Renúncia anunciada ao colegiado amplia vagas abertas e ameaça quórum mínimo para julgamentos no órgão antitruste

Cade (Foto: Reuters)

247 - O conselheiro José Levi comunicou nesta terça-feira (3) aos demais integrantes do Conselho Administrativo de Defesa Econômica (Cade) que deve renunciar ao cargo no Tribunal do órgão em abril. A informação foi revelada pelo jornal Valor Econômico.

Segundo a publicação, Levi fez a comunicação durante um seminário interno que discutia os processos da sessão plenária prevista para quarta-feira (4). Caso a saída se confirme e não haja novas nomeações até lá, o Cade poderá ficar sem quórum mínimo para deliberações, o que resultaria na paralisação dos julgamentos já no próximo mês.

O Tribunal do Cade é composto por sete membros. Atualmente, duas cadeiras já estão vagas: a presidência, ocupada de forma interina, e a do conselheiro Victor Fernandes, que solicitou desligamento antecipado para assumir a Secretaria de Direitos Digitais do Ministério da Justiça e Segurança Pública.

Com a eventual saída de José Levi, restariam apenas três conselheiros em atividade — Diogo Thomson, Camila Alves e Carlos Jacques — número insuficiente para a realização de sessões deliberativas. Além disso, o mandato de Gustavo Augusto também se aproxima do fim, o que agravaria ainda mais o cenário institucional.

O impasse envolvendo as indicações para as vagas no Tribunal foi noticiado pelo Valor Econômico há duas semanas. Cabe ao presidente Luiz Inácio Lula da Silva formalizar os nomes, que precisam ser aprovados pela Comissão de Assuntos Econômicos (CAE) do Senado e, posteriormente, pelo plenário da Casa.

Com a possível vacância, Lula poderá indicar o novo presidente do Cade e outros três conselheiros. Caso opte por nomear o atual conselheiro Carlos Jacques para a presidência — apontado como favorito — o número de indicações ao Tribunal poderá chegar a quatro.
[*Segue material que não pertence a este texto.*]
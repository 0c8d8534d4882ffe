//! Plain text output of the commands.

use std::io::{self, Write};

use crate::{
    cli::command_handlers::{ManifestEdit, TidyOutcome},
    model::lock::LockFile,
    reconcile::{ChangeReport, UpgradeAction, UpgradePlan},
    report::{short_commit, Explanation, Graph, ListRow, OutdatedRow, StatusRow},
};

const RULE: &str = "──────────────────────────────────────────────────";
const SHORT_RULE: &str = "───────────────";

pub fn edits(out: &mut impl Write, edits: &[ManifestEdit]) -> io::Result<()> {
    for edit in edits {
        match &edit.previous {
            None => writeln!(out, "+ {} @ {}", edit.module, edit.constraint)?,
            Some(previous) => writeln!(
                out,
                "~ {}: {} → {}",
                edit.module, previous, edit.constraint
            )?,
        }
    }
    Ok(())
}

pub fn changes(out: &mut impl Write, changes: &ChangeReport, lock_file: &LockFile) -> io::Result<()> {
    for module in &changes.added {
        let version = lock_file
            .get(module)
            .map(|locked| locked.version.as_str())
            .unwrap_or_default();
        writeln!(out, "+ {module} @ {version}")?;
    }
    for change in &changes.updated {
        writeln!(out, "~ {}: {} → {}", change.module, change.from, change.to)?;
    }
    for module in &changes.removed {
        writeln!(out, "- {module}")?;
    }
    Ok(())
}

pub fn tidy(out: &mut impl Write, outcome: &TidyOutcome) -> io::Result<()> {
    changes(out, &outcome.changes, &outcome.lock_file)?;
    match &outcome.written {
        Some(path) => writeln!(out, "Lockfile written to {}", path.display()),
        None => Ok(()),
    }
}

pub fn upgrade_plan(out: &mut impl Write, plan: &UpgradePlan) -> io::Result<()> {
    for planned in &plan.upgrades {
        match &planned.action {
            UpgradeAction::Upgrade { from, to } => {
                writeln!(out, "Upgrading {}: {} → {}", planned.module, from, to)?
            }
            UpgradeAction::Refresh { version } => {
                writeln!(out, "Refreshing {}: {}", planned.module, version)?
            }
            UpgradeAction::Add { version } => {
                writeln!(out, "Adding {}: {}", planned.module, version)?
            }
        }
    }
    if !plan.needs_resolution() {
        writeln!(out, "All dependencies are up to date.")?;
    }
    Ok(())
}

pub fn list(out: &mut impl Write, rows: &[ListRow], has_lock_file: bool) -> io::Result<()> {
    if has_lock_file {
        writeln!(out, "{:<50} {:<15} {:<15} STATUS", "MODULE", "CONSTRAINT", "LOCKED")?;
        writeln!(out, "{RULE:<50} {SHORT_RULE:<15} {SHORT_RULE:<15} ─────")?;
    } else {
        writeln!(out, "{:<50} CONSTRAINT", "MODULE")?;
        writeln!(out, "{RULE:<50} {SHORT_RULE}")?;
    }
    for row in rows {
        if has_lock_file {
            let (locked, status) = match &row.locked {
                Some(version) => (version.as_str(), "locked"),
                None => ("", "not locked"),
            };
            writeln!(
                out,
                "{:<50} {:<15} {:<15} {}",
                row.module, row.constraint, locked, status
            )?;
        } else {
            writeln!(out, "{:<50} {}", row.module, row.constraint)?;
        }
    }
    if rows.is_empty() {
        writeln!(out, "No dependencies.")?;
    }
    Ok(())
}

pub fn outdated(out: &mut impl Write, rows: &[OutdatedRow]) -> io::Result<()> {
    writeln!(
        out,
        "{:<50} {:<15} {:<15} {:<15} NOTES",
        "MODULE", "CURRENT", "LATEST", "CONSTRAINT"
    )?;
    writeln!(
        out,
        "{RULE:<50} {SHORT_RULE:<15} {SHORT_RULE:<15} {SHORT_RULE:<15} ─────"
    )?;
    for row in rows {
        let (latest, notes) = match (&row.latest, row.freshness) {
            (Ok(latest), Some(freshness)) => (latest.as_str(), freshness.to_string()),
            (Ok(latest), None) => (latest.as_str(), String::new()),
            (Err(error), _) => ("ERROR", error.clone()),
        };
        writeln!(
            out,
            "{:<50} {:<15} {:<15} {:<15} {}",
            row.module, row.current, latest, row.constraint, notes
        )?;
    }
    if !rows.iter().any(OutdatedRow::has_update) {
        writeln!(out, "\nAll dependencies are up to date.")?;
    }
    Ok(())
}

pub fn graph(out: &mut impl Write, graph: &Graph) -> io::Result<()> {
    writeln!(out, "{}", graph.module)?;
    let last = graph.dependencies.len().saturating_sub(1);
    for (i, (module, version)) in graph.dependencies.iter().enumerate() {
        let branch = if i == last { "└─" } else { "├─" };
        writeln!(out, "{branch} {module} {version}")?;
    }
    Ok(())
}

pub fn explanation(out: &mut impl Write, explanation: &Explanation) -> io::Result<()> {
    writeln!(out, "Dependency: {}", explanation.module)?;
    writeln!(out, "{RULE}\n")?;
    writeln!(out, "Constraint: {}", explanation.constraint)?;

    let Some(locked) = &explanation.locked else {
        writeln!(out, "\nNot locked. Run `cpkg tidy` to lock it.")?;
        return Ok(());
    };
    writeln!(out, "\nLocked Information:")?;
    writeln!(out, "  Version: {}", locked.version)?;
    writeln!(out, "  Tag:     {}", locked.tag)?;
    writeln!(out, "  Commit:  {}", locked.commit)?;
    writeln!(out, "  Sum:     {}", locked.sum)?;
    writeln!(out, "  VCS:     {}", locked.vcs)?;
    writeln!(out, "  Repo:    {}", locked.repo_url)?;
    writeln!(out, "  Path:    {}", locked.path)?;
    if !locked.subdir.is_empty() {
        writeln!(out, "  Subdir:  {}", locked.subdir)?;
    }
    writeln!(out, "  Source:  {}", locked.source_path)?;

    writeln!(out, "\nLocal State:")?;
    match &explanation.checkout {
        Some(Ok(Some(state))) => {
            writeln!(out, "  Checkout: exists")?;
            writeln!(out, "  Current commit: {}", short_commit(&state.commit))?;
            if explanation.in_sync() == Some(true) {
                writeln!(out, "  Status: in sync")?;
            } else {
                writeln!(out, "  Status: out of sync")?;
            }
            if state.dirty {
                writeln!(out, "  Working tree: dirty")?;
            }
        }
        Some(Ok(None)) | None => writeln!(out, "  Checkout: missing")?,
        Some(Err(error)) => writeln!(out, "  Checkout: unreadable ({error})")?,
    }
    Ok(())
}

pub fn status(out: &mut impl Write, rows: &[StatusRow]) -> io::Result<()> {
    writeln!(
        out,
        "{:<50} {:<15} {:<15} {:<15} STATUS",
        "MODULE", "CONSTRAINT", "LOCKED", "LOCAL"
    )?;
    writeln!(
        out,
        "{RULE:<50} {SHORT_RULE:<15} {SHORT_RULE:<15} {SHORT_RULE:<15} {SHORT_RULE}"
    )?;
    for row in rows {
        let locked = row.locked.as_deref().unwrap_or("NO_LOCK");
        write!(
            out,
            "{:<50} {:<15} {:<15} {:<15} {}",
            row.module, row.constraint, locked, row.local, row.status
        )?;
        match &row.error {
            Some(error) => writeln!(out, " ({error})")?,
            None => writeln!(out)?,
        }
    }
    Ok(())
}

#[cfg(test)]
mod tests {
    use std::collections::BTreeMap;

    use super::*;

    use crate::{
        model::lock::{LockedDependency, VcsKind},
        reconcile::{PlannedUpgrade, VersionChange},
        report::Freshness,
    };

    use pretty_assertions::assert_eq;

    fn render(f: impl FnOnce(&mut Vec<u8>) -> io::Result<()>) -> String {
        let mut out = Vec::new();
        f(&mut out).unwrap();
        String::from_utf8(out).unwrap()
    }

    #[test]
    fn change_report() {
        let lock_file = LockFile::new(
            "github.com/acme/app",
            "deps",
            BTreeMap::from([(
                "github.com/acme/new".to_owned(),
                LockedDependency {
                    version: "v1.0.0".to_owned(),
                    tag: "v1.0.0".to_owned(),
                    commit: String::new(),
                    sum: String::new(),
                    vcs: VcsKind::Git,
                    repo_url: String::new(),
                    path: String::new(),
                    subdir: String::new(),
                    source_path: String::new(),
                },
            )]),
        );
        let report = ChangeReport {
            added: vec!["github.com/acme/new".to_owned()],
            updated: vec![VersionChange {
                module: "github.com/acme/up".to_owned(),
                from: "v1.0.0".to_owned(),
                to: "v1.1.0".to_owned(),
            }],
            removed: vec!["github.com/acme/gone".to_owned()],
        };

        assert_eq!(
            render(|out| changes(out, &report, &lock_file)),
            "+ github.com/acme/new @ v1.0.0\n\
             ~ github.com/acme/up: v1.0.0 → v1.1.0\n\
             - github.com/acme/gone\n"
        );
    }

    #[test]
    fn manifest_edits() {
        let rendered = render(|out| {
            edits(
                out,
                &[
                    ManifestEdit {
                        module: "github.com/acme/list".to_owned(),
                        previous: None,
                        constraint: "^1.0.0".to_owned(),
                    },
                    ManifestEdit {
                        module: "github.com/acme/span".to_owned(),
                        previous: Some("~0.1.0".to_owned()),
                        constraint: "~0.2.0".to_owned(),
                    },
                ],
            )
        });
        assert_eq!(
            rendered,
            "+ github.com/acme/list @ ^1.0.0\n~ github.com/acme/span: ~0.1.0 → ~0.2.0\n"
        );
    }

    #[test]
    fn upgrade_messages() {
        let plan = UpgradePlan {
            upgrades: vec![PlannedUpgrade {
                module: "github.com/acme/list".to_owned(),
                action: UpgradeAction::Upgrade {
                    from: "v1.0.0".to_owned(),
                    to: "v1.2.0".to_owned(),
                },
            }],
            ..Default::default()
        };
        assert_eq!(
            render(|out| upgrade_plan(out, &plan)),
            "Upgrading github.com/acme/list: v1.0.0 → v1.2.0\n"
        );
        assert_eq!(
            render(|out| upgrade_plan(out, &UpgradePlan::default())),
            "All dependencies are up to date.\n"
        );
    }

    #[test]
    fn outdated_table_annotates_errors() {
        let rows = [
            OutdatedRow {
                module: "github.com/acme/list".to_owned(),
                constraint: "^1.0.0".to_owned(),
                current: "v1.0.0".to_owned(),
                latest: Ok("v1.0.0".to_owned()),
                freshness: Some(Freshness::UpToDate),
            },
            OutdatedRow {
                module: "github.com/acme/down".to_owned(),
                constraint: "^1.0.0".to_owned(),
                current: "v1.0.0".to_owned(),
                latest: Err("could not connect".to_owned()),
                freshness: None,
            },
        ];
        let rendered = render(|out| outdated(out, &rows));
        let lines: Vec<&str> = rendered.lines().collect();
        assert!(lines[2].ends_with("up to date"));
        assert!(lines[3].contains("ERROR"));
        assert!(lines[3].ends_with("could not connect"));
        assert!(rendered.ends_with("All dependencies are up to date.\n"));
    }

    #[test]
    fn graph_tree() {
        let tree = Graph {
            module: "github.com/acme/app".to_owned(),
            dependencies: vec![
                ("github.com/acme/libs/span".to_owned(), "v0.2.4".to_owned()),
                ("github.com/acme/list".to_owned(), "v1.2.0".to_owned()),
            ],
        };
        assert_eq!(
            render(|out| graph(out, &tree)),
            "github.com/acme/app\n\
             ├─ github.com/acme/libs/span v0.2.4\n\
             └─ github.com/acme/list v1.2.0\n"
        );
        let empty = Graph {
            module: "github.com/acme/app".to_owned(),
            dependencies: Vec::new(),
        };
        assert_eq!(render(|out| graph(out, &empty)), "github.com/acme/app\n");
    }

    #[test]
    fn empty_list() {
        let rendered = render(|out| list(out, &[], false));
        assert!(rendered.starts_with("MODULE"));
        assert!(rendered.ends_with("No dependencies.\n"));
    }
}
Há ainda a possibilidade de Diogo Thomson assumir a Superintendência-Geral, que ficará vaga no meio do ano, o que abriria mais uma cadeira no colegiado.

José Levi tomou posse no Cade em janeiro de 2024, após indicação ao presidente Lula feita pelo ministro Alexandre de Moraes, do Supremo Tribunal Federal (STF), de quem foi assessor no Tribunal Superior Eleitoral (TSE). Ele também contou com apoio de outros integrantes do Judiciário.

Procurado pela reportagem, o conselheiro não se manifestou até a publicação da reportagem.